For $3.7 billion, Permian Global Access Pipeline LLC intends to build a shale gas pipeline that would connect the Permian shale play to Lake Charles, Louisiana. The shale gas would be utilized by Tellurian Inc., a publicly traded natural gas entity looking to source natural gas from the U.S. for export across the globe.

An open season call on the pipeline has been started. If completed, the pipeline will use a 42-inch diameter line to move roughly two billion cubic feet per day of natural gas. For Tellurian, the pipeline is only part of a larger infrastructure buildout plan. In total, Tellurian wants to invest $7.3 billion in U.S. infrastructure in addition to another $15.2 billion on a liquified natural gas export facility in Lake Charles.

The Permian is currently one of the top shale gas producing regions in the world. Meg Gentle, CEO, said producers there have had to pay $9.00/mmBtu just to move their gas from the region to outside markets.

The proposed pipeline would originate in Pecos County, Texas. Construction could be finished by

2023.

The U.S. currently has one LNG export facility located in Louisiana.
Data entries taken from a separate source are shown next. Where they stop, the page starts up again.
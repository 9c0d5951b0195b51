// SPDX-License-Identifier: MIT OR Apache-2.0

//! Replicated key/value log mapping identity references to roles.
use std::collections::BTreeMap;

use serde::{Deserialize, Serialize};
use tessera_core::cbor::{DecodeError, EncodeError, decode_cbor, encode_cbor};
use tessera_core::{Entry, Hash, PrivateKey, PublicKey};
use tessera_store::Log;
use tracing::{debug, warn};

use crate::identity::IdentityRef;
use crate::role::Role;

/// Payload of one role-table entry.
#[derive(Clone, Debug, PartialEq, Eq, Serialize, Deserialize)]
pub struct Grant {
    pub key: IdentityRef,
    pub value: Role,
}

impl Grant {
    pub fn new(key: IdentityRef, value: Role) -> Self {
        Self { key, value }
    }

    pub fn to_bytes(&self) -> Result<Vec<u8>, EncodeError> {
        encode_cbor(self)
    }

    /// Decode a grant, failing on unknown roles and empty identity references.
    pub fn from_bytes(bytes: &[u8]) -> Result<Self, DecodeError> {
        decode_cbor(bytes)
    }
}

/// Grants of a role table at one version of its log.
#[derive(Clone, Debug, Default, PartialEq, Eq)]
pub struct RoleTableSnapshot {
    /// Number of log entries this snapshot was folded from.
    pub height: usize,

    /// Explicit grants, last write wins. Does not contain the implicit owner grant.
    pub grants: BTreeMap<IdentityRef, Role>,
}

/// Role table of one access controller.
///
/// Writes go through [`RoleTable::append`], the log's guard decides if the author may grant.
#[derive(Clone, Debug)]
pub struct RoleTable<LOG> {
    log: LOG,
    owner: IdentityRef,
}

impl<LOG> RoleTable<LOG>
where
    LOG: Log,
{
    pub fn new(log: LOG, owner: IdentityRef) -> Self {
        Self { log, owner }
    }

    pub fn id(&self) -> Hash {
        self.log.id()
    }

    pub fn owner(&self) -> &IdentityRef {
        &self.owner
    }

    pub fn len(&self) -> usize {
        self.log.len()
    }

    pub fn is_empty(&self) -> bool {
        self.log.is_empty()
    }

    /// Fold all entries of the log, in delivery order, into the current grants.
    ///
    /// Entries were checked by the guard of whichever handle appended them, which is not
    /// necessarily ours. So every entry is checked again here: its signature must verify, it
    /// must decode to a grant and its author must have been a moderator at that point.
    /// `is_moderator` answers the latter from the grants folded so far, the owner device is
    /// always accepted.
    pub fn snapshot<F>(&self, mut is_moderator: F) -> RoleTableSnapshot
    where
        F: FnMut(&PublicKey, &BTreeMap<IdentityRef, Role>) -> bool,
    {
        let entries = self.log.entries();
        let height = entries.len();
        let mut grants = BTreeMap::new();

        for entry in entries {
            let Some(author) = entry.verified_author() else {
                warn!(log_id = %self.log.id(), "ignoring grant with invalid signature");
                continue;
            };

            let grant = match Grant::from_bytes(&entry.payload) {
                Ok(grant) => grant,
                Err(err) => {
                    warn!(log_id = %self.log.id(), %author, "ignoring invalid grant: {err}");
                    continue;
                }
            };

            if !self.owner.is_device(&author) && !is_moderator(&author, &grants) {
                debug!(log_id = %self.log.id(), %author, "ignoring grant of non-moderator");
                continue;
            }

            grants.insert(grant.key, grant.value);
        }

        RoleTableSnapshot { height, grants }
    }

    /// Sign and append a grant as the given identity.
    ///
    /// Returns `Ok(false)` if the log's guard rejected it.
    pub async fn append(
        &self,
        private_key: &PrivateKey,
        grant: &Grant,
    ) -> Result<bool, RoleTableError<LOG::Error>> {
        let payload = grant.to_bytes()?;
        let entry = Entry::new(private_key, self.log.id(), payload);
        self.log.append(entry).await.map_err(RoleTableError::Log)
    }

    pub fn log(&self) -> &LOG {
        &self.log
    }

    pub(crate) fn close(&self) {
        self.log.close();
    }
}

#[derive(Debug, thiserror::Error)]
pub enum RoleTableError<E> {
    #[error("could not encode grant: {0}")]
    Encode(#[from] EncodeError),

    #[error("role table log error: {0}")]
    Log(E),
}

#[cfg(test)]
mod tests {
    use std::collections::BTreeMap;
    use std::sync::Arc;

    use tessera_core::cbor::encode_cbor;
    use tessera_core::{Entry, Hash, PrivateKey, PublicKey};
    use tessera_store::memory::MemoryLogStore;
    use tessera_store::{AllowAll, Log, LogStore};

    use crate::identity::IdentityRef;
    use crate::role::Role;

    use super::{Grant, RoleTable};

    #[test]
    fn grant_payload_validation() {
        let grant = Grant::new("panda".parse().unwrap(), Role::Member);
        let bytes = grant.to_bytes().unwrap();
        assert_eq!(Grant::from_bytes(&bytes).unwrap(), grant);

        #[derive(serde::Serialize)]
        struct RawGrant {
            key: &'static str,
            value: &'static str,
        }

        let unknown_role = encode_cbor(&RawGrant {
            key: "panda",
            value: "OWNER",
        })
        .unwrap();
        assert!(Grant::from_bytes(&unknown_role).is_err());

        let empty_key = encode_cbor(&RawGrant {
            key: "",
            value: "MEMBER",
        })
        .unwrap();
        assert!(Grant::from_bytes(&empty_key).is_err());
    }

    /// Accept grants of the owner and of every device granted `MODERATOR` so far.
    fn direct_moderators(author: &PublicKey, grants: &BTreeMap<IdentityRef, Role>) -> bool {
        grants.get(&IdentityRef::from(author)) == Some(&Role::Moderator)
    }

    #[tokio::test]
    async fn last_write_wins() {
        let owner = PrivateKey::new();
        let log = MemoryLogStore::new()
            .open(&Hash::new(b"roles"), Arc::new(AllowAll))
            .await
            .unwrap();
        let table = RoleTable::new(log, IdentityRef::from(owner.public_key()));

        let bob = IdentityRef::from(PrivateKey::new().public_key());
        table
            .append(&owner, &Grant::new(bob.clone(), Role::Member))
            .await
            .unwrap();
        let snapshot = table.snapshot(direct_moderators);
        assert_eq!(snapshot.grants.get(&bob), Some(&Role::Member));

        table
            .append(&owner, &Grant::new(bob.clone(), Role::Moderator))
            .await
            .unwrap();
        let snapshot = table.snapshot(direct_moderators);
        assert_eq!(snapshot.height, 2);
        assert_eq!(snapshot.grants.get(&bob), Some(&Role::Moderator));
    }

    #[tokio::test]
    async fn grants_count_in_delivery_order() {
        let owner = PrivateKey::new();
        let log = MemoryLogStore::new()
            .open(&Hash::new(b"roles"), Arc::new(AllowAll))
            .await
            .unwrap();
        let table = RoleTable::new(log, IdentityRef::from(owner.public_key()));

        let bob = PrivateKey::new();
        let carol = IdentityRef::from(PrivateKey::new().public_key());
        let dave = IdentityRef::from(PrivateKey::new().public_key());

        // Written around any guard: bob is no moderator yet.
        table
            .append(&bob, &Grant::new(carol.clone(), Role::Member))
            .await
            .unwrap();
        table
            .append(&owner, &Grant::new(IdentityRef::from(bob.public_key()), Role::Moderator))
            .await
            .unwrap();
        table
            .append(&bob, &Grant::new(dave.clone(), Role::Member))
            .await
            .unwrap();

        let snapshot = table.snapshot(direct_moderators);
        assert_eq!(snapshot.height, 3);
        assert_eq!(snapshot.grants.get(&carol), None);
        assert_eq!(snapshot.grants.get(&dave), Some(&Role::Member));
    }

    #[tokio::test]
    async fn skip_undecodable_entries() {
        let log = MemoryLogStore::new()
            .open(&Hash::new(b"roles"), Arc::new(AllowAll))
            .await
            .unwrap();
        let key = PrivateKey::new();
        log.append(Entry::new(&key, log.id(), b"garbage".to_vec()))
            .await
            .unwrap();

        let table = RoleTable::new(log, IdentityRef::from(key.public_key()));
        let snapshot = table.snapshot(direct_moderators);
        assert_eq!(snapshot.height, 1);
        assert!(snapshot.grants.is_empty());
    }
}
By 2021, the U.S. Energy Information Administration believes the country will house five LNG export facilities capable of exporting 9.2 bcf/d.

According to April data from the EIA, the Permian is producing more than 14 mcf/d of shale gas.
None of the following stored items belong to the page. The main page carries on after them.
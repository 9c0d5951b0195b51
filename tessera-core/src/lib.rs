// SPDX-License-Identifier: MIT OR Apache-2.0

//! Data types shared by every tessera crate.
//!
//! Contains the BLAKE3 [`Hash`] used for content addressing, ed25519 identities ([`PrivateKey`],
//! [`PublicKey`], [`Signature`]) and the signed [`Entry`] which is appended to replicated logs.
//! Everything which goes over the wire or into a block store is encoded as [CBOR] using the
//! helpers in [`cbor`].
//!
//! [CBOR]: https://cbor.io/
pub mod cbor;
pub mod entry;
pub mod hash;
pub mod identity;
mod serde;

pub use entry::Entry;
pub use hash::{HASH_LEN, Hash, HashError};
pub use identity::{IdentityError, PrivateKey, PublicKey, Signature};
Gentle said in addition to helping Permian producers, some of the natural gas sourced from West Texas could be used in Louisiana.

“Southwest Louisiana is a market expected to grow 300 percent in the next five years,” she said. “The Permian Global Access Pipeline is critical infrastructure that will interconnect stranded Permian gas production with growing markets, reduce flaring, and provide a valuable cleaner fuel to reduce urban pollution and carbon globally.”

Earlier this year, Tellurian also signed a long-term offtake deal with India for LNG sourced from the U.S.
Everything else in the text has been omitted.